If they raise prices, they lose sales because prices get too expensive. If they absorb the costs, they risk incurring a loss or reducing their profit to a level that does not justify their continued investment of time and money (ie-it’s just not worth the effort). If they reduce expenses, they typically lay off staff and cut down on purchases. This, in turn, results in fewer sales for the business, as well as fewer sales for the other businesses they would typically purchase from.
Consumers–who will be impacted by higher prices–also face some hard choices: 1) stop purchasing the higher-priced goods or services, or 2) find a cheaper way to get the same goods or services somewhere else. If they choose #1, they simply lower their standard of living and reduce their patronage of local businesses. Assuming that all local providers will raise prices in response to the increased/new taxes, then choosing #2 will logically lead consumers to shop outside the Bahamas for the same item. (Some persons, no doubt, will circumvent the costs completely by engaging in activity that falls outside of the law.)
If the good or service in question is essential—such as medical care, basic food, and basic housing—most consumers end up with no choice at all, but with even less in their pocket to spend on other items.
Cutting Business Expenses
In reality, when faced with proposed increases in taxes, businesses have only one real option: significantly reduce their expenses. Any idea what is typically the largest expense for any business?

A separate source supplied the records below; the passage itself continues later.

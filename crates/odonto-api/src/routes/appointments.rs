use axum::Json;
use axum::extract::{Extension, Path, Query, State};
use jiff::Timestamp;
use serde::Deserialize;
use uuid::Uuid;

use odonto_core::agenda::{AgendaFilter, filter_appointments};
use odonto_core::models::Record;
use odonto_core::models::appointment::{Appointment, AppointmentStatus};
use odonto_core::models::dentist::Dentist;
use odonto_storage::records;

use super::crud;
use crate::error::ApiError;
use crate::middleware::auth::AuthUser;
use crate::state::AppState;

async fn check_refs(state: &AppState, clinic_id: Uuid, appointment: &Appointment) -> Result<(), ApiError> {
    crud::require_patient(state, clinic_id, appointment.patient_id).await?;
    if let Some(dentist_id) = appointment.dentist_id {
        crud::require_ref::<Dentist>(state, clinic_id, "dentist_id", dentist_id).await?;
    }
    Ok(())
}

/// `?from=&to=&dentist_id=&patient_id=&status=`, earliest first.
pub async fn list_appointments(
    State(state): State<AppState>,
    Extension(user): Extension<AuthUser>,
    Query(filter): Query<AgendaFilter>,
) -> Result<Json<Vec<Record<Appointment>>>, ApiError> {
    let all = records::list::<Appointment>(&state.s3, state.bucket(), user.clinic_id).await?;
    Ok(Json(filter_appointments(all, &filter)))
}

pub async fn create_appointment(
    State(state): State<AppState>,
    Extension(user): Extension<AuthUser>,
    Json(mut appointment): Json<Appointment>,
) -> Result<Json<Record<Appointment>>, ApiError> {
    crud::prepare(&state, user.clinic_id, &mut appointment).await?;
    check_refs(&state, user.clinic_id, &appointment).await?;
    let record = records::insert(&state.s3, state.bucket(), user.clinic_id, appointment).await?;

    tracing::info!(
        clinic_id = %user.clinic_id,
        appointment_id = %record.id,
        patient_id = %record.data.patient_id,
        starts_at = %record.data.starts_at,
        "appointment created"
    );
    Ok(Json(record))
}

pub async fn update_appointment(
    State(state): State<AppState>,
    Extension(user): Extension<AuthUser>,
    Path(id): Path<Uuid>,
    Json(mut appointment): Json<Appointment>,
) -> Result<Json<Record<Appointment>>, ApiError> {
    let mut record =
        records::get::<Appointment>(&state.s3, state.bucket(), user.clinic_id, id).await?;
    crud::prepare(&state, user.clinic_id, &mut appointment).await?;
    check_refs(&state, user.clinic_id, &appointment).await?;
    record.replace(appointment, Timestamp::now());
    records::put(&state.s3, state.bucket(), &record).await?;

    tracing::info!(clinic_id = %user.clinic_id, appointment_id = %id, "appointment updated");
    Ok(Json(record))
}

#[derive(Debug, Deserialize)]
pub struct StatusUpdate {
    pub status: AppointmentStatus,
}

/// Change only the status (confirm, mark done, cancel, no-show).
pub async fn update_appointment_status(
    State(state): State<AppState>,
    Extension(user): Extension<AuthUser>,
    Path(id): Path<Uuid>,
    Json(update): Json<StatusUpdate>,
) -> Result<Json<Record<Appointment>>, ApiError> {
    let mut record =
        records::get::<Appointment>(&state.s3, state.bucket(), user.clinic_id, id).await?;
    let previous = record.data.status;
    record.data.status = update.status;
    record.updated_at = Timestamp::now();
    records::put(&state.s3, state.bucket(), &record).await?;

    tracing::info!(
        clinic_id = %user.clinic_id,
        appointment_id = %id,
        from = previous.label(),
        to = update.status.label(),
        "appointment status changed"
    );
    Ok(Json(record))
}
use axum::Json;
use axum::extract::{Extension, Path, Query, State};
use jiff::Timestamp;
use serde::Deserialize;
use uuid::Uuid;

use odonto_core::messages::UniqueField;
use odonto_core::models::appointment::Appointment;
use odonto_core::models::budget::Budget;
use odonto_core::models::installment::Installment;
use odonto_core::models::patient::Patient;
use odonto_core::models::payment_plan::PaymentPlan;
use odonto_core::models::{Document, Record};
use odonto_storage::records;

use super::crud;
use super::installments::with_effective_status;
use crate::error::ApiError;
use crate::middleware::auth::AuthUser;
use crate::state::AppState;

fn unique_values(patient: &Patient) -> [(UniqueField, Option<&str>); 2] {
    [
        (UniqueField::PatientCpf, patient.cpf.as_deref()),
        (UniqueField::PatientEmail, patient.email.as_deref()),
    ]
}

#[derive(Debug, Deserialize)]
pub struct PatientQuery {
    /// Matches a name substring (case-insensitive) or CPF digits.
    pub q: Option<String>,
}

pub fn matches_search(patient: &Patient, query: &str) -> bool {
    let query = query.trim();
    if query.is_empty() {
        return true;
    }
    if patient.name.to_lowercase().contains(&query.to_lowercase()) {
        return true;
    }
    let digits: String = query.chars().filter(char::is_ascii_digit).collect();
    !digits.is_empty() && patient.cpf.as_deref().is_some_and(|cpf| cpf.contains(&digits))
}

pub async fn list_patients(
    State(state): State<AppState>,
    Extension(user): Extension<AuthUser>,
    Query(query): Query<PatientQuery>,
) -> Result<Json<Vec<Record<Patient>>>, ApiError> {
    let mut patients = records::list::<Patient>(&state.s3, state.bucket(), user.clinic_id).await?;
    if let Some(q) = &query.q {
        patients.retain(|p| matches_search(&p.data, q));
    }
    patients.sort_by_key(|p| p.data.name.to_lowercase());
    Ok(Json(patients))
}

pub async fn create_patient(
    State(state): State<AppState>,
    Extension(user): Extension<AuthUser>,
    Json(mut patient): Json<Patient>,
) -> Result<Json<Record<Patient>>, ApiError> {
    crud::prepare(&state, user.clinic_id, &mut patient).await?;
    let record = Record::new(user.clinic_id, patient, Timestamp::now());

    crud::put_with_claims(&state, &record, &[], &unique_values(&record.data)).await?;

    tracing::info!(clinic_id = %user.clinic_id, patient_id = %record.id, "patient created");
    Ok(Json(record))
}

pub async fn update_patient(
    State(state): State<AppState>,
    Extension(user): Extension<AuthUser>,
    Path(id): Path<Uuid>,
    Json(mut patient): Json<Patient>,
) -> Result<Json<Record<Patient>>, ApiError> {
    let mut record = records::get::<Patient>(&state.s3, state.bucket(), user.clinic_id, id).await?;
    crud::prepare(&state, user.clinic_id, &mut patient).await?;

    let previous = record.data.clone();
    record.replace(patient, Timestamp::now());
    crud::put_with_claims(
        &state,
        &record,
        &unique_values(&previous),
        &unique_values(&record.data),
    )
    .await?;

    tracing::info!(clinic_id = %user.clinic_id, patient_id = %id, "patient updated");
    Ok(Json(record))
}

pub async fn delete_patient(
    State(state): State<AppState>,
    Extension(user): Extension<AuthUser>,
    Path(id): Path<Uuid>,
) -> Result<Json<()>, ApiError> {
    let removed = records::delete::<Patient>(&state.s3, state.bucket(), user.clinic_id, id).await?;
    crud::release_all(&state, user.clinic_id, id, &unique_values(&removed.data)).await;

    tracing::info!(clinic_id = %user.clinic_id, patient_id = %id, "patient deleted");
    Ok(Json(()))
}

/// Records of `T` that belong to patient `id`, after checking the patient exists.
async fn for_patient<T: Document>(
    state: &AppState,
    clinic_id: Uuid,
    id: Uuid,
    patient_of: impl Fn(&T) -> Uuid,
) -> Result<Vec<Record<T>>, ApiError> {
    records::get::<Patient>(&state.s3, state.bucket(), clinic_id, id).await?;
    let mut rows = records::list::<T>(&state.s3, state.bucket(), clinic_id).await?;
    rows.retain(|r| patient_of(&r.data) == id);
    Ok(rows)
}

pub async fn patient_appointments(
    State(state): State<AppState>,
    Extension(user): Extension<AuthUser>,
    Path(id): Path<Uuid>,
) -> Result<Json<Vec<Record<Appointment>>>, ApiError> {
    let mut rows = for_patient::<Appointment>(&state, user.clinic_id, id, |a| a.patient_id).await?;
    rows.sort_by_key(|a| std::cmp::Reverse(a.data.starts_at));
    Ok(Json(rows))
}

pub async fn patient_budgets(
    State(state): State<AppState>,
    Extension(user): Extension<AuthUser>,
    Path(id): Path<Uuid>,
) -> Result<Json<Vec<Record<Budget>>>, ApiError> {
    let rows = for_patient::<Budget>(&state, user.clinic_id, id, |b| b.patient_id).await?;
    Ok(Json(rows))
}

pub async fn patient_payment_plans(
    State(state): State<AppState>,
    Extension(user): Extension<AuthUser>,
    Path(id): Path<Uuid>,
) -> Result<Json<Vec<Record<PaymentPlan>>>, ApiError> {
    let rows = for_patient::<PaymentPlan>(&state, user.clinic_id, id, |p| p.patient_id).await?;
    Ok(Json(rows))
}

pub async fn patient_installments(
    State(state): State<AppState>,
    Extension(user): Extension<AuthUser>,
    Path(id): Path<Uuid>,
) -> Result<Json<Vec<Record<Installment>>>, ApiError> {
    let today = state.today(user.clinic_id).await?;
    let mut rows = for_patient::<Installment>(&state, user.clinic_id, id, |i| i.patient_id).await?;
    rows.sort_by_key(|i| (i.data.due_date, i.data.number));
    Ok(Json(with_effective_status(rows, today)))
}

You guessed it, employees.
Although unions might argue that laying off employees is somehow wrong or immoral, it’s a completely logical (and legal) course of action for a business to take in response to financial pressures placed upon it by a government. Most business owners try very hard not to lay off employees even in the face of such pressures. Many actively engage in charitable activities such as funding scholarships or participation in community organizations such as Rotary. Business owners in general are sympathetic to the realities of joblessness and no more wish to see it increase than they wish to close down their own business.
But ultimately, when it comes to survival and the justification for staying in business (ie-profit margin), companies often end up with few choices other than reducing staff costs.
Not the Whole Story
While raising business license fees and introducing VAT may help the Government increase revenue in the short term, the medium- to long-term effect will likely be exactly the opposite.
Not only will existing businesses freeze hiring and cut other expenses in the face of much higher costs, they will likely also lay off existing employees, further exacerbating the current unemployment problem. In addition, outside investors who may be considering setting up shop in the Bahamas are very likely to think twice now before committing capital to a business that can no longer produce adequate returns due to increased taxation. This both reduces growth and limits a potential source of new jobs.
As businesses contract, employment disappears, and new businesses decide to locate to more business-friendly jurisdictions (the Cayman Islands have begun actively promoting their Special Economic Zone, designed to attract international entrepreneurs) the Government could feasibly end up with a shrinking tax revenue base and increased unemployment. A vicious, downward spiral.
While an increase in tax revenues should be part of the solution, the current proposed increase in business license fees and introduction of VAT could be too much for both businesses and consumers to bear. Ultimately, and until the government is willing to confront the unacceptably high level of government expenditure as well as the inefficiency and astronomical costs of government corporations such as BEC – the real long-term reasons for the current debt problem in the Bahamas — we are all in for a “curiouser and curiouser” ride.